Final answer:
Without the market interest rate or required rate of return, we can't precisely calculate the NPV of each bond. However, Bond D has the highest coupon rate and shortest maturity, which could indicate good value. An accurate comparison requires applying the correct discount rate to determine the actual NPV.Hence, option D is the correct answer.
Step-by-step explanation:
When assessing the value of bonds, a key concept is the Net Present Value (NPV), which compares the value of money today to the value of that same money in the future, taking into account various factors like time, inflation, and risk. An investment adviser looking to determine the best-value bond between options with different coupons, maturities, and prices must undertake NPV calculations for each to compare them effectively.
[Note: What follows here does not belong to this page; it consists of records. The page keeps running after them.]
//! # cdcsync token API
//!
//! Local HTTP endpoint exposing the sync engine's bearer token.
//!
//! This crate provides:
//! - `GET /accesstoken`, returning the current token as plain text
//! - Long-polling via `block=<secs>` and `If-None-Match`
//! - `{errorCode, reason}` JSON errors for malformed requests
//!
//! # Protocol
//!
//! A client that already holds a token sends it in `If-None-Match` along
//! with `block`. The request returns as soon as the token changes, or with
//! 304 once `block` seconds have passed.

#![deny(unsafe_code)]
#![warn(missing_docs)]
// Production code MUST NOT use panic!/unwrap()/expect()
#![warn(clippy::unwrap_used, clippy::expect_used, clippy::panic)]

mod config;
mod error;
mod handler;
mod server;

pub use config::TokenApiConfig;
pub use error::{ApiError, ApiResult, ErrorBody};
pub use handler::{get_access_token, parse_block, HandlerContext, TokenFeed, TokenQuery};
pub use server::{TokenApiServer, TOKEN_PATH};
The given data does not allow for a complete NPV analysis as the market interest rate, or required rate of return, is missing to discount the bonds' cash flows. However, Bond D offers a high coupon rate with a short maturity at the discussed price, which might indicate good value relative to its peers, assuming the discount rate is not significantly above 12%.
In the context of the question, Bond D appears to potentially yield a higher return in a shorter period, which could be appealing to investors seeking quick cash flows. Nonetheless, it is essential for the adviser to apply the appropriate discount rate to accurately calculate the NPV and make a well-informed decision on which bond indeed represents the better value for their client.